The closest thing I can think of in standard deep learning literature that can do similar things to HTM is the sparse recurrent autoencoder. HTM makes predictions about its own input, similar to a recurrent autoencoder. The sparsity comes in handy to minimize forgetting.

So I started experimenting with some autoencoders, one of which made its way into the spatial pooler of CHTM. Not many papers exist on sparse autoencoders with explicit lateral inhibition, so I played around with some ideas and came up with the following code (Python):

import numpy as np

def sigmoid(x):
    return 1.0 / (1.0 + np.exp(-x))

class SparseAutoencoder(object):
    """Sparse Autoencoder with Explicit Lateral Inhibition"""

    weights = np.matrix([[]])
    activations = np.array([])
    dutyCycles = np.array([])

    def __init__(self, numInputs, sdrSize, sparsity, minWeight, maxWeight):
        self.weights = np.random.rand(sdrSize, numInputs) * (maxWeight - minWeight) + minWeight
        self.visibleBiases = np.random.rand(numInputs) * (maxWeight - minWeight) + minWeight
        self.hiddenBiases = np.random.rand(sdrSize) * (maxWeight - minWeight) + minWeight
        self.activations = np.zeros_like(self.hiddenBiases)
        self.dutyCycles = np.array([sparsity for i in range(0, sdrSize)])

    def generate(self, inputs, sparsity, dutyCycleDecay):
        localActivity = np.round(len(self.hiddenBiases) * sparsity)

        # Activation
        sums = np.dot(self.weights, inputs.T) + self.hiddenBiases.T

        self.activations = np.array([sigmoid(sums[i]) for i in range(0, len(sums))])

        sdr = np.array([0.0 for i in range(0, len(self.activations))]);

        for i in range(0, len(self.activations)):
            numHigher = 0.0

            for j in range(0, len(self.activations)):
                if sums[j] > sums[i]:
                    numHigher += 1.0

            if numHigher < localActivity:
                sdr[i] = 1.0

        self.dutyCycles = (1.0 - dutyCycleDecay) * self.dutyCycles + dutyCycleDecay * sdr

        return sdr

    def learn(self, inputs, sdr, sparsity, alpha, beta):
        # Reconstruct
        recon = self.reconstruct(sdr)

        errors = inputs - recon

        hiddenErrors = np.dot(self.weights, errors) / len(errors) * self.activations * (1.0 - self.activations)

        self.weights += alpha * 0.5 * (np.dot(np.matrix(errors).T, np.matrix(sdr)).T + np.dot(np.matrix(hiddenErrors).T, np.matrix(inputs)))# + beta * np.dot(np.matrix((np.array([sparsity for i in range(0, len(self.dutyCycles))]) - self.dutyCycles)).T, np.matrix(inputs))

        self.visibleBiases += alpha * errors
        
        self.hiddenBiases += beta * (np.array([sparsity for i in range(0, len(self.dutyCycles))]) - self.dutyCycles)

        return recon

    def reconstruct(self, sdr):
        return np.dot(self.weights.T, sdr.T) + self.visibleBiases.T

This autoencoder has been tested on some image reconstruction tasks, where it functions properly.

Now we essentially have a simplified spatial pooler.

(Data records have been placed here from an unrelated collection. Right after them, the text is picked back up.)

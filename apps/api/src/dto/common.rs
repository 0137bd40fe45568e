use std::str::FromStr;

use custodia_core::AppResult;
use custodia_domain::{ModelType, ObjectRef};
use serde::{Deserialize, Serialize};

/// Health response payload.
#[derive(Debug, Serialize)]
pub struct HealthResponse {
    pub status: &'static str,
}

/// Object reference as exchanged over HTTP.
#[derive(Debug, Clone, PartialEq, Eq, Serialize, Deserialize)]
pub struct ObjectRefDto {
    pub content_type: String,
    pub object_id: String,
}

impl ObjectRefDto {
    /// Parses the transport form into a validated reference.
    pub fn into_object_ref(self) -> AppResult<ObjectRef> {
        ObjectRef::new(ModelType::from_str(&self.content_type)?, self.object_id)
    }
}

impl From<&ObjectRef> for ObjectRefDto {
    fn from(value: &ObjectRef) -> Self {
        Self {
            content_type: value.model().storage_value(),
            object_id: value.object_id().to_owned(),
        }
    }
}
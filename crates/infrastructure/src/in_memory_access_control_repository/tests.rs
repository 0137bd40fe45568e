use std::sync::Arc;

use custodia_application::{AccessControlListRepository, AclChange, RoleRepository};
use custodia_core::AppError;
use custodia_domain::{ModelType, ObjectRef, PermissionId, Role, RoleId};

use super::InMemoryAccessControlRepository;

fn document(object_id: &str) -> ObjectRef {
    let model = ModelType::new("documents", "document").unwrap_or_else(|_| unreachable!());
    ObjectRef::new(model, object_id).unwrap_or_else(|_| unreachable!())
}

fn permission(value: &str) -> PermissionId {
    value.parse().unwrap_or_else(|_| unreachable!())
}

async fn seeded_role(repository: &InMemoryAccessControlRepository, label: &str) -> Role {
    let role = Role::new(label).unwrap_or_else(|_| unreachable!());
    repository
        .create_role(role)
        .await
        .unwrap_or_else(|_| unreachable!())
}

#[tokio::test]
async fn role_labels_are_unique() {
    let repository = InMemoryAccessControlRepository::new();
    seeded_role(&repository, "Readers").await;

    let duplicate = repository
        .create_role(Role::new("Readers").unwrap_or_else(|_| unreachable!()))
        .await;
    assert!(matches!(duplicate, Err(AppError::Conflict(_))));
}

#[tokio::test]
async fn subject_roles_follow_group_membership() {
    let repository = InMemoryAccessControlRepository::new();
    let role = seeded_role(&repository, "Readers").await;
    assert!(matches!(
        repository.add_role_group(role.role_id(), "readers").await,
        Ok(true)
    ));
    assert!(matches!(
        repository.add_role_group(role.role_id(), "readers").await,
        Ok(false)
    ));

    assert!(repository.add_group_member("readers", "alice").await.is_ok());
    let roles = repository.list_roles_for_subject("alice").await;
    assert!(matches!(roles.as_deref(), Ok([stored]) if stored.role_id() == role.role_id()));

    assert!(repository.remove_group_member("readers", "alice").await.is_ok());
    assert!(matches!(
        repository.list_roles_for_subject("alice").await,
        Ok(roles) if roles.is_empty()
    ));
    assert!(matches!(
        repository.list_group_members("readers").await,
        Ok(members) if members.is_empty()
    ));
}

#[tokio::test]
async fn role_edits_need_an_existing_role() {
    let repository = InMemoryAccessControlRepository::new();

    let result = repository
        .add_role_permission(RoleId::new(), &permission("documents.document_view"))
        .await;
    assert!(matches!(result, Err(AppError::NotFound(_))));
}

#[tokio::test]
async fn last_revoke_drops_the_entry() {
    let repository = InMemoryAccessControlRepository::new();
    let role = seeded_role(&repository, "Readers").await;
    let target = document("1");
    let view = permission("documents.document_view");

    let created = repository
        .add_permission(&target, role.role_id(), &view)
        .await
        .unwrap_or_else(|_| unreachable!());
    assert_eq!(created.change, AclChange::Created);
    assert!(matches!(
        repository.list_granted_objects(&[role.role_id()], &view).await,
        Ok(objects) if objects.contains(&target)
    ));

    let deleted = repository
        .remove_permission(&target, role.role_id(), &view)
        .await
        .unwrap_or_else(|_| unreachable!());
    assert_eq!(deleted.change, AclChange::Deleted);
    assert!(matches!(
        repository.find_acl(&target, role.role_id()).await,
        Ok(None)
    ));

    let again = repository
        .remove_permission(&target, role.role_id(), &view)
        .await
        .unwrap_or_else(|_| unreachable!());
    assert_eq!(again.change, AclChange::Unchanged);
    assert!(again.acl.is_none());
}

#[tokio::test(flavor = "multi_thread", worker_threads = 4)]
async fn concurrent_grants_on_one_entry_all_survive() {
    let repository = Arc::new(InMemoryAccessControlRepository::new());
    let role_id = seeded_role(&repository, "Readers").await.role_id();
    let target = document("1");
    let permissions: Vec<PermissionId> = ["view", "edit", "delete", "print", "download"]
        .iter()
        .map(|name| permission(format!("documents.document_{name}").as_str()))
        .collect();

    let tasks: Vec<_> = permissions
        .iter()
        .cloned()
        .map(|permission| {
            let repository = repository.clone();
            let target = target.clone();
            tokio::spawn(async move {
                repository
                    .add_permission(&target, role_id, &permission)
                    .await
            })
        })
        .collect();

    let mut created = 0;
    for task in tasks {
        let mutation = task
            .await
            .unwrap_or_else(|_| unreachable!())
            .unwrap_or_else(|_| unreachable!());
        if mutation.change == AclChange::Created {
            created += 1;
        }
    }
    assert_eq!(created, 1);

    let stored = repository
        .find_acl(&target, role_id)
        .await
        .unwrap_or_else(|_| unreachable!())
        .unwrap_or_else(|| unreachable!());
    assert_eq!(stored.permissions().len(), permissions.len());
}

#[tokio::test]
async fn deleting_a_role_drops_its_entries() {
    let repository = InMemoryAccessControlRepository::new();
    let role = seeded_role(&repository, "Readers").await;
    let other = seeded_role(&repository, "Editors").await;

    for (object_id, role_id) in [("1", role.role_id()), ("2", other.role_id())] {
        assert!(
            repository
                .add_permission(
                    &document(object_id),
                    role_id,
                    &permission("documents.document_view")
                )
                .await
                .is_ok()
        );
    }

    assert!(repository.delete_role(role.role_id()).await.is_ok());
    assert!(matches!(
        repository.list_acls_for_object(&document("1")).await,
        Ok(acls) if acls.is_empty()
    ));
    assert!(matches!(
        repository.list_acls_for_object(&document("2")).await,
        Ok(acls) if acls.len() == 1
    ));
}
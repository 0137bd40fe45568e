use std::collections::BTreeSet;
use std::str::FromStr;

use custodia_core::{AppError, AppResult};
use custodia_domain::{ModelType, ObjectRef, PermissionId};

pub(crate) fn decode_object_ref(content_type: &str, object_id: &str) -> AppResult<ObjectRef> {
    let model = ModelType::from_str(content_type).map_err(|error| {
        AppError::Internal(format!(
            "failed to decode content type '{content_type}': {error}"
        ))
    })?;

    ObjectRef::new(model, object_id).map_err(|error| {
        AppError::Internal(format!(
            "failed to decode object '{content_type}:{object_id}': {error}"
        ))
    })
}

pub(crate) fn decode_permissions<I>(values: I) -> AppResult<BTreeSet<PermissionId>>
where
    I: IntoIterator<Item = String>,
{
    values
        .into_iter()
        .map(|value| {
            PermissionId::from_str(value.as_str()).map_err(|error| {
                AppError::Internal(format!("failed to decode permission '{value}': {error}"))
            })
        })
        .collect()
}
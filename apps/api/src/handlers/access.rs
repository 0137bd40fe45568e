use axum::Json;
use axum::extract::{Extension, State};

use custodia_core::{AppResult, UserIdentity};
use custodia_domain::PermissionId;

use super::parse_permission;
use crate::dto::{ExplainRequest, ExplainResponse, ObjectRefDto, RestrictRequest, RestrictResponse};
use crate::error::ApiResult;
use crate::state::AppState;

pub async fn restrict_handler(
    State(state): State<AppState>,
    Extension(user): Extension<UserIdentity>,
    Json(payload): Json<RestrictRequest>,
) -> ApiResult<Json<RestrictResponse>> {
    let permission = declared_permission(&state, payload.permission.as_str())?;
    let candidates = payload
        .objects
        .into_iter()
        .map(ObjectRefDto::into_object_ref)
        .collect::<AppResult<Vec<_>>>()?;

    let objects = state
        .acl_service
        .restrict(&permission, candidates, &user)
        .await?
        .iter()
        .map(ObjectRefDto::from)
        .collect();

    Ok(Json(RestrictResponse { objects }))
}

pub async fn explain_handler(
    State(state): State<AppState>,
    Extension(user): Extension<UserIdentity>,
    Json(payload): Json<ExplainRequest>,
) -> ApiResult<Json<ExplainResponse>> {
    let permission = declared_permission(&state, payload.permission.as_str())?;
    let target = payload.target.into_object_ref()?;

    let explanation = state
        .acl_service
        .explain(&target, &permission, &user)
        .await?;

    Ok(Json(ExplainResponse::from(explanation)))
}

fn declared_permission(state: &AppState, value: &str) -> AppResult<PermissionId> {
    let permission = parse_permission(value)?;
    state.acl_service.registry().validate_permission(&permission)?;
    Ok(permission)
}
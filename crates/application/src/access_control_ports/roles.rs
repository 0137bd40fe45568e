use async_trait::async_trait;

use custodia_core::AppResult;
use custodia_domain::{PermissionId, Role, RoleId};

/// Repository port for roles and group membership.
///
/// Permission and group edits touch one row each and report whether they
/// changed anything; they fail with `NotFound` when the role is missing.
#[async_trait]
pub trait RoleRepository: Send + Sync {
    /// Persists a new role. Labels are unique.
    async fn create_role(&self, role: Role) -> AppResult<Role>;

    /// Finds a role by identifier.
    async fn find_role(&self, role_id: RoleId) -> AppResult<Option<Role>>;

    /// Lists every role ordered by label.
    async fn list_roles(&self) -> AppResult<Vec<Role>>;

    /// Grants a global permission to a role.
    async fn add_role_permission(
        &self,
        role_id: RoleId,
        permission: &PermissionId,
    ) -> AppResult<bool>;

    /// Revokes a global permission from a role.
    async fn remove_role_permission(
        &self,
        role_id: RoleId,
        permission: &PermissionId,
    ) -> AppResult<bool>;

    /// Attaches a group to a role.
    async fn add_role_group(&self, role_id: RoleId, group: &str) -> AppResult<bool>;

    /// Detaches a group from a role.
    async fn remove_role_group(&self, role_id: RoleId, group: &str) -> AppResult<bool>;

    /// Deletes a role.
    async fn delete_role(&self, role_id: RoleId) -> AppResult<()>;

    /// Adds a subject to a group.
    async fn add_group_member(&self, group: &str, subject: &str) -> AppResult<()>;

    /// Removes a subject from a group.
    async fn remove_group_member(&self, group: &str, subject: &str) -> AppResult<()>;

    /// Lists the subjects belonging to a group.
    async fn list_group_members(&self, group: &str) -> AppResult<Vec<String>>;

    /// Lists the roles held by a subject through its groups.
    async fn list_roles_for_subject(&self, subject: &str) -> AppResult<Vec<Role>>;
}
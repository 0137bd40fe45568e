use std::collections::{BTreeSet, HashSet};

use super::conditions::AclConditionBuilder;
use super::*;

impl AccessControlListService {
    /// Returns the permissions a role holds on an object without an entry on
    /// the object itself.
    ///
    /// A permission counts when the role's entries on the target's ancestors
    /// satisfy the same inheritance condition `restrict` evaluates, or when
    /// the role grants it globally. Only permissions registered for the
    /// target's model type are reported.
    pub async fn get_inherited_permissions(
        &self,
        target: &ObjectRef,
        role_id: RoleId,
    ) -> AppResult<BTreeSet<PermissionId>> {
        self.ensure_registered(target)?;
        let role = self.require_role(role_id).await?;

        let condition = AclConditionBuilder::new(&self.registry, self.resolver.as_ref())
            .build(target)
            .await?;

        let mut seen = HashSet::from([target]);
        let mut ancestor_entries = Vec::new();
        for object in condition.referenced_objects() {
            if !seen.insert(object) {
                continue;
            }
            if let Some(acl) = self.acl_repository.find_acl(object, role_id).await? {
                ancestor_entries.push(acl);
            }
        }

        Ok(self
            .registry
            .get_for_class(target.model())
            .into_iter()
            .filter(|permission| {
                if role.has_permission(permission) {
                    return true;
                }

                let granted: HashSet<ObjectRef> = ancestor_entries
                    .iter()
                    .filter(|acl| acl.has_permission(permission))
                    .map(|acl| acl.target().clone())
                    .collect();
                !granted.is_empty() && condition.evaluate(&granted)
            })
            .collect())
    }
}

Make it not-fully-connected, and you can make large layers of it for local SDRs. But how can we encode temporal information as well, such that we instead of reconstructing the current input we reconstruct the input at _t+1_?

One possible solution, which is mostly still just an idea at the moment, is to make recurrent connections at the SDR level. That is, connections between hidden nodes of the autoencoder. Hopefully this will allow us to predict one step ahead of time.

So assuming that that works as intended, how can we scale this up? Naturally we would want to have some sort of layering architecture. We can stack these autoencoders as is standard in deep learning. But how do we make predictions from the autoencoders take information from the above layers into account? In the end we want to predict the input at the lowest layer only.

My proposal is to add recurrent connections to the next layer as well. So first we do an upwards pass on the input so that the hidden representations (SDRs) are formed, and then we go back down and start reconstructing the SDRs using information from previous layers.

If this plan works out, we would have a highly scalable way of predicting a sequence one step ahead of time. From that point, we can apply reinforcement learning in a way similar to CHTM, by only learning to predict when the temporal difference errors is positive. Q values can be stored as a sort of free energy similarly to the way CHTM does it as well.

If all this comes to pass, then the result would have temporal pooling, since the SDRs for spatial and temporal data are shared. This should allow the prediction of very large sequences efficiently.

I am excited to code this concept, here is the repository I have started working on: HTFERL

HTFERL stands for hierarchical temporal free-energy reinforcement learner.

If you are interested in joining this project, let me know! I could use a hand 🙂

Until next time!

My Attempt at Outperforming Deepmind’s Atari Results – UPDATE 12

Hello!

It has been some time since I last posted here. Since my last post, many changes have occurred to my CHTM architecture.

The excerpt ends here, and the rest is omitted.